Every bar where the line was at the low when it swung up to a new high is called a “swing bottom.” Every bar where the line was at the high when it swung down to a new low is called a “swing top.”

There will be times when a bar makes both a higher-high and lower-low. These are called “outside” bars. To deal with these, we must determine which formed first during the trading day; the new lower-low or new higher-high.

If early in the day it formed the lower-low first, then before the close it formed the higher-high, the line should be moved first to the lower-low and then to the higher-high of the outside bar. If it was the other way around, the move the line accordingly. This method would not apply for the 2-bar or 3-bar swing approach, however.

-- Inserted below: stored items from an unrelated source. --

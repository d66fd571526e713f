/// GPU Cull Validation Tests
///
/// Replays the same recorded frames on the wgpu executor and on the CPU
/// reference executor and compares what each left behind: the visible
/// meshlet counter, the compacted meshlet commands and the triangles in
/// every batch slot. Device output order is unspecified, so comparisons are
/// order-insensitive. Tests skip when no adapter is available.

use std::collections::BTreeSet;
use std::sync::Arc;

use cgmath::{Matrix4, Rad, Vector3};
use meshlet_cull::camera::{init_camera, look_at, CameraData};
use meshlet_cull::renderer::gpu_culling::{MeshletDrawCommand, PackedScene};
use meshlet_cull::{
    BufferSlice, CommandList, CullConfig, CullContext, CullError, CullLimits, CullPipeline, CullToggles,
    DrawIndexedIndirect, FrameSummary, GpuCullExecutor, Mesh, ReferenceExecutor, Scene, SceneBuffers, TextureDesc,
    TextureFormat,
};

const WIDTH: u32 = 64;
const HEIGHT: u32 = 32;

/// Initialize GPU context for tests
fn init_gpu() -> Option<(Arc<wgpu::Device>, Arc<wgpu::Queue>)> {
    let instance = wgpu::Instance::new(wgpu::InstanceDescriptor {
        backends: wgpu::Backends::all(),
        ..Default::default()
    });

    let adapter = pollster::block_on(instance.request_adapter(&wgpu::RequestAdapterOptions {
        power_preference: wgpu::PowerPreference::HighPerformance,
        compatible_surface: None,
        force_fallback_adapter: false,
    }))?;

    let (device, queue) = pollster::block_on(adapter.request_device(
        &wgpu::DeviceDescriptor {
            label: Some("GPU Test Device"),
            required_features: wgpu::Features::empty(),
            required_limits: wgpu::Limits::default(),
        },
        None,
    ))
    .ok()?;

    Some((Arc::new(device), Arc::new(queue)))
}

/// Everything a frame left in device memory that the comparison looks at
#[derive(Debug, PartialEq)]
struct FrameState {
    visible_meshlets: u32,
    commands: BTreeSet<(u32, u32, u32)>,
    triangles: Vec<(u32, [u32; 3])>,
}

fn frame_state(pipeline: &CullPipeline, summary: &FrameSummary, read: &dyn Fn(BufferSlice) -> Vec<u32>) -> FrameState {
    let cull_data = pipeline.cull_data();
    let visible_meshlets = read(cull_data.visible_meshlet_count(summary.frame_slot))[0];

    let words = read(cull_data.meshlet_commands());
    let commands: &[MeshletDrawCommand] = bytemuck::cast_slice(&words);
    let commands = commands[..visible_meshlets as usize]
        .iter()
        .map(|c| (c.first_instance, c.meshlet_index, c.flags))
        .collect();

    // The last batches of the frame, one per slot
    let batch_cull = pipeline.batch_cull();
    let mut triangles = Vec::new();
    for slot in 0..batch_cull.ring().depth() {
        let batch = batch_cull.batch(slot);
        let count = read(batch.draw_count())[0] as usize;
        let words = read(batch.final_draws());
        let draws: &[DrawIndexedIndirect] = bytemuck::cast_slice(&words);
        for draw in &draws[..count.min(draws.len())] {
            let indices = read(BufferSlice {
                buffer: batch.indices.buffer,
                offset: draw.first_index as u64 * 4,
                size: draw.index_count as u64 * 4,
            });
            triangles.extend(indices.chunks_exact(3).map(|t| (draw.first_instance, [t[0], t[1], t[2]])));
        }
    }
    triangles.sort_unstable();

    FrameState {
        visible_meshlets,
        commands,
        triangles,
    }
}

fn test_scene() -> Scene {
    let mut scene = Scene::new();
    let cube = scene.add_mesh(Mesh::cube(0.4));
    for column in 0..5 {
        let x = (column as f32 - 2.0) * 2.0;
        let transform = Matrix4::from_translation(Vector3::new(x, 0.3, -12.0))
            * Matrix4::from_angle_y(Rad(0.35 + column as f32 * 0.15))
            * Matrix4::from_angle_x(Rad(0.25));
        scene.add_object(cube, transform).expect("cube mesh is live");
    }
    let grid = scene.add_mesh(Mesh::grid(6, 1.5, 124));
    scene
        .add_object(
            grid,
            Matrix4::from_translation(Vector3::new(0.5, -2.0, -10.0)) * Matrix4::from_angle_x(Rad(-0.6)),
        )
        .expect("grid mesh is live");
    scene
}

fn test_config(toggles: CullToggles) -> CullConfig {
    CullConfig {
        limits: CullLimits {
            max_objects: 32,
            max_meshlets: 32,
            max_draw_indirect_calls: 4,
            ..CullLimits::default()
        },
        toggles,
    }
}

/// Record each frame once and run it on both executors
fn compare_frames(device: Arc<wgpu::Device>, queue: Arc<wgpu::Queue>, config: &CullConfig, cameras: &[CameraData]) {
    let mut gpu = GpuCullExecutor::new(device, queue).expect("device meets the limits");
    let mut reference = ReferenceExecutor::new();

    let scene = test_scene();
    let packed: PackedScene = scene.pack().expect("scene packs");
    let mut ctx = CullContext::new();
    let buffers = SceneBuffers::create(&mut ctx, &packed, &config.limits).expect("scene fits the limits");
    assert!(buffers.meshlet_instances <= config.limits.max_command_count());
    let depth = ctx.resources.create_texture(TextureDesc {
        label: "depth target".to_string(),
        width: WIDTH,
        height: HEIGHT,
        mip_levels: 1,
        format: TextureFormat::Depth32Float,
        imported: true,
    });
    let mut pipeline =
        CullPipeline::new(&mut ctx, config, buffers, depth, gpu.max_texture_dimension()).expect("pipeline initializes");

    let mut list = CommandList::new();
    buffers.upload(&ctx, &packed, &mut list).expect("upload records");
    reference.submit(&ctx.resources, &list, |_, _| {}).expect("reference upload");
    gpu.submit(&ctx.resources, &list, |_, _, _| {}).expect("device upload");

    for (frame, camera) in cameras.iter().enumerate() {
        list.clear();
        let summary = pipeline
            .record_frame(&ctx, frame as u64, camera, &mut list)
            .expect("frame records");
        assert!(summary.batches.iter().all(|&b| b <= config.limits.batch_overlap));

        // Nothing rasterizes on either side: depth stays at the far plane
        reference.submit(&ctx.resources, &list, |_, _| {}).expect("reference frame");
        let mut consumed = 0;
        gpu.submit(&ctx.resources, &list, |_, _, _| consumed += 1)
            .expect("device frame");
        assert_eq!(consumed, summary.batches[0] + summary.batches[1]);

        let expected = frame_state(&pipeline, &summary, &|slice| reference.storage().read::<u32>(slice));
        let actual = frame_state(&pipeline, &summary, &|slice| gpu.read::<u32>(slice).expect("readback"));
        assert_eq!(actual, expected, "frame {} differs", frame);
    }

    pipeline.destroy(&mut ctx);
}

#[test]
fn test_gpu_frustum_and_backface_cull_matches_reference() {
    let Some((device, queue)) = init_gpu() else {
        println!("Skipping GPU test - no GPU available");
        return;
    };

    let toggles = CullToggles {
        occlusion: false,
        reocclusion: false,
        ..CullToggles::default()
    };
    compare_frames(device, queue, &test_config(toggles), &[init_camera(WIDTH, HEIGHT)]);
}

#[test]
fn test_gpu_two_pass_frames_match_reference() {
    let Some((device, queue)) = init_gpu() else {
        println!("Skipping GPU test - no GPU available");
        return;
    };

    let aspect = WIDTH as f32 / HEIGHT as f32;
    let cameras = [
        init_camera(WIDTH, HEIGHT),
        look_at(cgmath::Point3::new(0.7, 0.2, 0.0), cgmath::Point3::new(0.0, 0.0, -12.0), aspect),
        look_at(cgmath::Point3::new(-0.9, 0.5, 1.0), cgmath::Point3::new(0.5, -0.5, -12.0), aspect),
    ];
    compare_frames(device, queue, &test_config(CullToggles::default()), &cameras);
}

#[test]
fn test_gpu_import_requires_sampleable_texture() {
    let Some((device, queue)) = init_gpu() else {
        println!("Skipping GPU test - no GPU available");
        return;
    };

    let mut gpu = GpuCullExecutor::new(device.clone(), queue).expect("device meets the limits");
    let mut ctx = CullContext::new();
    let handle = ctx.resources.create_texture(TextureDesc {
        label: "depth target".to_string(),
        width: WIDTH,
        height: HEIGHT,
        mip_levels: 1,
        format: TextureFormat::Depth32Float,
        imported: true,
    });

    let attachment_only = device.create_texture(&wgpu::TextureDescriptor {
        label: Some("attachment only depth"),
        size: wgpu::Extent3d {
            width: WIDTH,
            height: HEIGHT,
            depth_or_array_layers: 1,
        },
        mip_level_count: 1,
        sample_count: 1,
        dimension: wgpu::TextureDimension::D2,
        format: wgpu::TextureFormat::Depth32Float,
        usage: wgpu::TextureUsages::RENDER_ATTACHMENT,
        view_formats: &[],
    });
    let result = gpu.import_texture(&ctx.resources, handle, attachment_only);
    assert!(matches!(result, Err(CullError::GpuOperationFailed { .. })));
}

Comparing these swing tops and bottoms to previous tops and bottoms, we can determine the trend for whatever time frame we are analysing. If we see a series of higher swing bottoms, the trend is “bullish.” If we see a series of lower swing tops and lower swing bottoms, it is “bearish.” It is possible for a swing bottom to form lower than the previous in a bull trend and still be considered a bull trend. But if it forms lower than the last two, the trend has likely changed. The reverse is true for bear trends. If a swing top forms higher than the last but not last two, it can still be a bear trend. But if it forms higher than two previous, the trend may be changing.

The rules for 2-bar and 3-bar swings require just a minor adjustment. Rather than moving up to each new higher-high or down to each new lower-low, you must reach a count of 2 (for 2-bar) or 3 (for 3-bar) before advancing the swing line.

So if starting from a bottom, the line would only move up to the highest-high after the second higher-high has formed. Then it would move up to each new higher-high for as long as no lower-low with a count of 2 forms. If the swing line is moving up when a lower-low forms, that is a count of 1. If after this a new higher-high (higher than the high where the line is sitting) forms, the line moves up to that new high and the lower-low count is reset to zero again. But if no higher-high (where the line is sitting) forms when a new lower-low forms that makes the count of 2, the line swings down from the high to that new lower-low and the higher-high count is reset to zero. The line then just moves down to each new lower-low from there until a higher-high with a count of 2 moves the line back up again.

W. D. Gann referred to this as his “Trend-Line Indicator” for determining the trend objectively.

When trading with the trend, you can use these swings as price locations to adjust your trailing stops. If going LONG in a bull trend, each new higher swing bottom is a price level where a stop-loss could be moved just below of to protect accumulated profits. If SHORT in a bear trend, each lower swing top presents a price level where a stop-loss could be moved just above.

Because price tends to move in the direction of the trend longer than in counter-trend moves, it provides the highest odds of success. You now have a simple method for determining the trend along with a simple stop-loss strategy. Use it alone or with other methods you have found useful.